By |2013-10-03T21:16:22+00:00October 3rd, 2013|Modern Imbalances, Traditional Chinese Medicine|0 Comments

As an Acupuncturist, I often run into clients suffering from physical pain. They schedule an appointment with one goal in mind, “I hurt, fix me.”. It’s phenomenal that one would reach out for assistance with physical issues that affect their lives. I am happy to help. Whether they come to see me for right-sided, lateral Knee pain, a splitting migraine, weight loss or even digestive complaints, clients are often shocked when I ask them about their emotions. “What does my stress, or my anxiety have to do with my back pain?”, a client has asked me.

This is where education comes in to play. I explain to them the holistic approach to Chinese Medicine and Acupuncture. That by looking at every angle of a person’s life — whether it’s physical activities, emotional habits, dietary choices or even thought patterns — an Acupuncturist can uncover obstacles that are keeping the client from their natural state of wellbeing.

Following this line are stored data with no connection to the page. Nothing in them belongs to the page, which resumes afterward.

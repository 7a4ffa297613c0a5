//! 내장 프로파일 (`route`, `eval`)
//!
//! YAML 정의는 `profiles/` 디렉토리에 있으며 컴파일 시점에 포함됩니다.

use crate::error::LogScanError;

use super::{Profile, ProfileLoader};

/// 라우터 로그 프로파일 정의
pub const ROUTE_YAML: &str = include_str!("../../profiles/route.yml");

/// 평가기 리포트 프로파일 정의
pub const EVAL_YAML: &str = include_str!("../../profiles/eval.yml");

/// 내장 프로파일 이름 목록
pub const NAMES: [&str; 2] = ["route", "eval"];

/// 내장 라우터 로그 프로파일
pub fn route() -> Result<Profile, LogScanError> {
    ProfileLoader::parse_yaml(ROUTE_YAML, "builtin:route")
}

/// 내장 평가기 리포트 프로파일
pub fn eval() -> Result<Profile, LogScanError> {
    ProfileLoader::parse_yaml(EVAL_YAML, "builtin:eval")
}

/// 이름으로 내장 프로파일을 찾습니다.
pub fn by_name(name: &str) -> Option<Result<Profile, LogScanError>> {
    match name {
        "route" => Some(route()),
        "eval" => Some(eval()),
        _ => None,
    }
}

#[cfg(test)]
mod tests {
    use super::*;

    const ROUTE_LOG: &[&str] = &[
        "[info] iter 3 | SumW   | 100.5   | 1   | 2   | 30   | 4   |",
        "[info] Finish all RRR iterations and PostRoute",
        "[info] SumW   | 1234.5   | 10   | 20   | 3   | 4   |",
        "[info] BigSumV   | 55   | 6   | 7   |",
        "[info] # min-area vio: 2",
        "[info] total score = 1.5e+07",
        "\tElapsed (wall clock) time (h:mm:ss or m:ss): 1:02:03",
        "\tMaximum resident set size (kbytes): 524288",
    ];

    #[test]
    fn builtin_profiles_compile() {
        for name in NAMES {
            let profile = by_name(name).unwrap().unwrap();
            assert_eq!(profile.name(), name);
        }
        assert!(by_name("view").is_none());
    }

    #[test]
    fn route_profile_extracts_all_columns() {
        let mut profile = route().unwrap();
        let result = profile.scan_lines(ROUTE_LOG).unwrap();

        assert_eq!(result.get("wire space"), Some("1234.5"));
        assert_eq!(result.get("wire-wire"), Some("3"));
        assert_eq!(result.get("wire-fix"), Some("4"));
        assert_eq!(result.get("via-via"), Some("55"));
        assert_eq!(result.get("via-wire"), Some("6"));
        assert_eq!(result.get("via-fix"), Some("7"));
        assert_eq!(result.get("min area"), Some("2"));
        assert_eq!(result.get("est score"), Some("1.5e+07"));
        assert_eq!(result.get("runtime"), Some("1:02:03"));
        assert_eq!(result.get("mem"), Some("0.5"));
        for column in profile.columns() {
            assert!(result.contains_key(column), "missing {column}");
        }
    }

    #[test]
    fn route_summary_before_marker_is_ignored() {
        let mut profile = route().unwrap();
        let result = profile.scan_lines(&ROUTE_LOG[..1]).unwrap();
        assert!(result.is_empty());
    }

    #[test]
    fn eval_profile_accepts_both_via_count_wordings() {
        let mut profile = eval().unwrap();
        let old = profile
            .scan_lines(["| Total via count |     9876 |"])
            .unwrap();
        let new = profile
            .scan_lines(["| Total SCut via count |     9876 |"])
            .unwrap();
        assert_eq!(old.get("#sv"), Some("9876"));
        assert_eq!(new.get("#sv"), Some("9876"));
    }

    #[test]
    fn eval_profile_extracts_scores() {
        let mut profile = eval().unwrap();
        let result = profile
            .scan_lines([
                "| Guides and tracks Obedience |",
                "| Total wire length |   1000 |   250.5 |",
                "| Area of metal/cut shorts |   3 |   0.25 |",
                "| #open nets |   0 |",
                "| Total Score |   12345.6 |",
            ])
            .unwrap();
        assert_eq!(result.get("WL"), Some("250.5"));
        assert_eq!(result.get("short a"), Some("0.25"));
        assert_eq!(result.get("#o"), Some("0"));
        assert_eq!(result.get("tot"), Some("12345.6"));
        assert!(!result.contains_key("#sv"));
    }
}
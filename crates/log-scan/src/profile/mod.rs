//! 추출 프로파일 -- 이름 붙은 규칙 집합 + 리포트 컬럼 + 사후 값 변환
//!
//! 프로파일은 YAML로 기술됩니다.
//!
//! ```yaml
//! name: route
//! columns: [wire space, mem]
//! rules:
//!   - keys: [wire space]
//!     pattern: '.*SumW[ ]+\| ([\d.]+)'
//!     active: false
//!     trigger: Finish all RRR iterations and PostRoute
//!   - keys: [mem]
//!     pattern: '\tMaximum resident set size \(kbytes\): ([\d]+)'
//! transforms:
//!   mem: kib_to_gib
//! ```
//!
//! - [`Profile`]: 컴파일된 프로파일, 파일 하나를 스캔해 [`ResultMap`]을 만듭니다.
//! - [`loader`]: YAML 파일/디렉토리 로딩
//! - [`builtin`]: 내장 `route`/`eval` 프로파일

pub mod builtin;
pub mod loader;

pub use loader::ProfileLoader;

use std::collections::{BTreeMap, HashSet};
use std::fs::File;
use std::io::{BufRead, BufReader};
use std::path::Path;

use serde::{Deserialize, Serialize};

use crate::error::LogScanError;
use crate::result::ResultMap;
use crate::rule::{FieldRuleSpec, RuleSet};

/// 프로파일 정의 (YAML 스키마)
#[derive(Debug, Clone, PartialEq, Eq, Serialize, Deserialize)]
pub struct ProfileSpec {
    /// 프로파일 이름
    pub name: String,
    /// 설명
    #[serde(default)]
    pub description: String,
    /// 리포트 컬럼 순서
    pub columns: Vec<String>,
    /// 등록 순서대로 적용되는 규칙
    pub rules: Vec<FieldRuleSpec>,
    /// 키별 사후 변환
    #[serde(default, skip_serializing_if = "BTreeMap::is_empty")]
    pub transforms: BTreeMap<String, ValueTransform>,
}

impl ProfileSpec {
    /// 규칙 컴파일 이전의 구조적 유효성을 검증합니다.
    pub fn validate(&self) -> Result<(), LogScanError> {
        let invalid = |reason: String| LogScanError::ProfileValidation {
            profile: self.name.clone(),
            reason,
        };

        if self.name.trim().is_empty() {
            return Err(LogScanError::ProfileValidation {
                profile: "(empty)".to_owned(),
                reason: "profile name must not be empty".to_owned(),
            });
        }

        if self.rules.is_empty() {
            return Err(invalid("profile must define at least one rule".to_owned()));
        }

        if self.columns.is_empty() {
            return Err(invalid("profile must define at least one column".to_owned()));
        }

        let mut seen = HashSet::new();
        for column in &self.columns {
            if column.trim().is_empty() {
                return Err(invalid("column names must not be empty".to_owned()));
            }
            if !seen.insert(column.as_str()) {
                return Err(invalid(format!("column '{column}' listed more than once")));
            }
        }

        for rule in &self.rules {
            rule.validate().map_err(|e| invalid(e.to_string()))?;
        }

        for key in self.transforms.keys() {
            let produced = self.rules.iter().any(|r| r.keys.iter().any(|k| k == key));
            if !produced {
                return Err(invalid(format!(
                    "transform target '{key}' is not produced by any rule"
                )));
            }
        }

        Ok(())
    }
}

/// 스캔 이후 값 변환
#[derive(Debug, Clone, Copy, PartialEq, Eq, Serialize, Deserialize)]
#[serde(rename_all = "snake_case")]
pub enum ValueTransform {
    /// KiB -> GiB (1048576으로 나누고 소수점 6자리 반올림)
    KibToGib,
}

impl ValueTransform {
    /// 값을 변환합니다. 숫자가 아니면 `None`.
    pub fn apply(self, value: &str) -> Option<String> {
        match self {
            Self::KibToGib => {
                let kib: f64 = value.trim().parse().ok()?;
                if !kib.is_finite() {
                    return None;
                }
                Some(format_rounded(kib / 1_048_576.0, 6))
            }
        }
    }

    pub fn as_str(self) -> &'static str {
        match self {
            Self::KibToGib => "kib_to_gib",
        }
    }
}

impl std::fmt::Display for ValueTransform {
    fn fmt(&self, f: &mut std::fmt::Formatter<'_>) -> std::fmt::Result {
        f.write_str(self.as_str())
    }
}

/// `digits`자리에서 반올림한 최소 한 자리 소수 십진 표기 (`0.5`, `1.0`)
///
/// 고정 정밀도 포맷은 정확한 이진값 기준으로 반올림하며 정확히 절반이면 짝수 쪽으로 보냅니다.
fn format_rounded(value: f64, digits: usize) -> String {
    let fixed = format!("{value:.digits$}");
    let trimmed = fixed.trim_end_matches('0');
    if trimmed.ends_with('.') {
        format!("{trimmed}0")
    } else {
        trimmed.to_owned()
    }
}

/// 컴파일된 추출 프로파일
///
/// 스캔마다 규칙 상태를 초기화하므로 같은 인스턴스로 여러 파일을 차례로 스캔할 수 있습니다.
/// 동시 스캔에는 스캔마다 복제본을 사용합니다.
#[derive(Debug, Clone)]
pub struct Profile {
    spec: ProfileSpec,
    rules: RuleSet,
}

impl Profile {
    /// 프로파일 정의를 검증하고 규칙을 컴파일합니다.
    pub fn compile(spec: ProfileSpec) -> Result<Self, LogScanError> {
        spec.validate()?;

        let rules =
            RuleSet::from_specs(&spec.rules).map_err(|e| LogScanError::ProfileValidation {
                profile: spec.name.clone(),
                reason: e.to_string(),
            })?;

        Ok(Self { spec, rules })
    }

    pub fn name(&self) -> &str {
        &self.spec.name
    }

    pub fn description(&self) -> &str {
        &self.spec.description
    }

    pub fn columns(&self) -> &[String] {
        &self.spec.columns
    }

    pub fn rules(&self) -> &RuleSet {
        &self.rules
    }

    pub fn transforms(&self) -> &BTreeMap<String, ValueTransform> {
        &self.spec.transforms
    }

    pub fn spec(&self) -> &ProfileSpec {
        &self.spec
    }

    /// 규칙 상태를 초기화한 뒤 입력을 스캔하고 변환을 적용합니다.
    pub fn scan_reader<R: BufRead>(&mut self, reader: R) -> Result<ResultMap, LogScanError> {
        self.rules.reset();
        let mut result = self.rules.scan_reader(reader)?;
        self.apply_transforms(&mut result);
        Ok(result)
    }

    /// 메모리 상의 줄들을 스캔합니다.
    pub fn scan_lines<I, S>(&mut self, lines: I) -> Result<ResultMap, LogScanError>
    where
        I: IntoIterator<Item = S>,
        S: AsRef<str>,
    {
        self.rules.reset();
        let mut result = self.rules.scan(lines)?;
        self.apply_transforms(&mut result);
        Ok(result)
    }

    /// 파일 하나를 스캔합니다.
    pub fn scan_file(&mut self, path: impl AsRef<Path>) -> Result<ResultMap, LogScanError> {
        let path = path.as_ref();
        let file = File::open(path).map_err(|source| LogScanError::Read {
            path: path.display().to_string(),
            source,
        })?;

        tracing::debug!(profile = %self.name(), path = %path.display(), "scanning file");

        self.scan_reader(BufReader::new(file)).map_err(|e| match e {
            LogScanError::Io(source) => LogScanError::Read {
                path: path.display().to_string(),
                source,
            },
            other => other,
        })
    }

    fn apply_transforms(&self, result: &mut ResultMap) {
        for (key, transform) in &self.spec.transforms {
            let Some(value) = result.get(key).map(str::to_owned) else {
                continue;
            };
            match transform.apply(&value) {
                Some(converted) => {
                    result.replace(key, converted);
                }
                None => {
                    tracing::warn!(
                        profile = %self.spec.name,
                        key = %key,
                        value = %value,
                        transform = %transform,
                        "value is not numeric, leaving unchanged"
                    );
                }
            }
        }
    }
}
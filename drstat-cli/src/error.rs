//! CLI-specific error types and exit code mapping

use drstat_core::error::DrstatError;
use drstat_log_scan::LogScanError;

/// CLI-specific error type.
///
/// Each variant carries enough context for a user-friendly message.
/// The `exit_code()` method maps errors to process exit codes.
#[derive(Debug, thiserror::Error)]
pub enum CliError {
    /// Configuration loading or validation failure.
    #[error("configuration error: {0}")]
    Config(String),

    /// A subcommand-specific operation failed.
    #[error("{0}")]
    Command(String),

    /// A scan violated the extraction contract (duplicate key write).
    #[error("scan error: {0}")]
    Scan(String),

    /// Invalid rule or profile definition.
    #[error("profile error: {0}")]
    Profile(String),

    /// An input log could not be read.
    #[error("input error: {0}")]
    Input(String),

    /// JSON serialisation failed during output rendering.
    #[error("json output error: {0}")]
    JsonSerialize(#[from] serde_json::Error),

    /// IO error (stdout write, etc.).
    #[error("io error: {0}")]
    Io(#[from] std::io::Error),

    /// Wrapped domain error from drstat-core.
    #[error("{0}")]
    Core(#[from] DrstatError),
}

impl CliError {
    /// Map the error to a process exit code.
    ///
    /// | Code | Meaning                       |
    /// |------|-------------------------------|
    /// | 0    | Success                       |
    /// | 1    | General / command / scan error |
    /// | 2    | Configuration error           |
    /// | 3    | Rule or profile error         |
    /// | 10   | IO error                      |
    pub fn exit_code(&self) -> i32 {
        match self {
            Self::Config(_) => 2,
            Self::Profile(_) => 3,
            Self::Input(_) | Self::Io(_) => 10,
            Self::Command(_) | Self::Scan(_) | Self::JsonSerialize(_) => 1,
            Self::Core(err) => match err {
                DrstatError::Config(_) => 2,
                DrstatError::Io(_) => 10,
            },
        }
    }
}

impl From<LogScanError> for CliError {
    fn from(e: LogScanError) -> Self {
        match e {
            LogScanError::DuplicateKey { .. } => Self::Scan(e.to_string()),
            LogScanError::Read { .. } | LogScanError::Io(_) => Self::Input(e.to_string()),
            LogScanError::RuleValidation { .. }
            | LogScanError::ProfileValidation { .. }
            | LogScanError::ProfileLoad { .. } => Self::Profile(e.to_string()),
        }
    }
}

Still, though, many people need convincing. And as a provider of Health (be it Physical, Mental, Emotional, etc.) it’s important to be well informed so that we can educate our clients with safe, helpful resources. There is great research out there that provide this information.

Acupuncture for PTSD
In 2007, a study in the Journal of Nervous and Mental Disease was published suggesting Acupuncture provided relief of Symptoms of Depression, Anxiety and impairment in people with a diagnosis of PTSD.1

Acupuncture for Depression
Published just this past week (September 24th, 2013) in PLoS Med, a study found that Acupuncture for patients presenting with depression produced significant reduction of depression at three months when compared to usual care alone.2

Acupuncture for Addiction
Among other noticeable benefits, a literary review published this year in Chinese Medicine reaffirms that Acupuncture works well not only for management of detoxification symptoms, but also to help prevent relapsing behaviors.3

This is merely scratching the surface, but the word is getting out. More and more, institutions (like the US Military, the Mayo Clinic and Duke University Medical Center, to name a few) as well as celebrities and elite athletes are turning to Acupuncture for relief. It is an exciting time as our clients have a lot of tools at their disposal to help them return to their natural state – Wellbeing.

References
1. Hollifield, M, et al. (2007) Acupuncture for Posttraumatic Stress Disorder: A Randomized Controlled Pilot Trial. Journal of Nervous and Mental Disorders 195(6): 504-13

2. MacPherson H, Richmond S, Bland M, Brealey S, Gabe R, et al. (2013) Acupuncture and Counselling for Depression in Primary Care: A Randomised Controlled Trial. PLoS Med 10(9): e1001518. doi:10.1371/journal.pmed.1001518

3. Leung, P. C., Zhang, L., Wong, L. E., & Pang, S. E. (2013). Acupuncture for Addictions. Chinese medicine, 1, 1.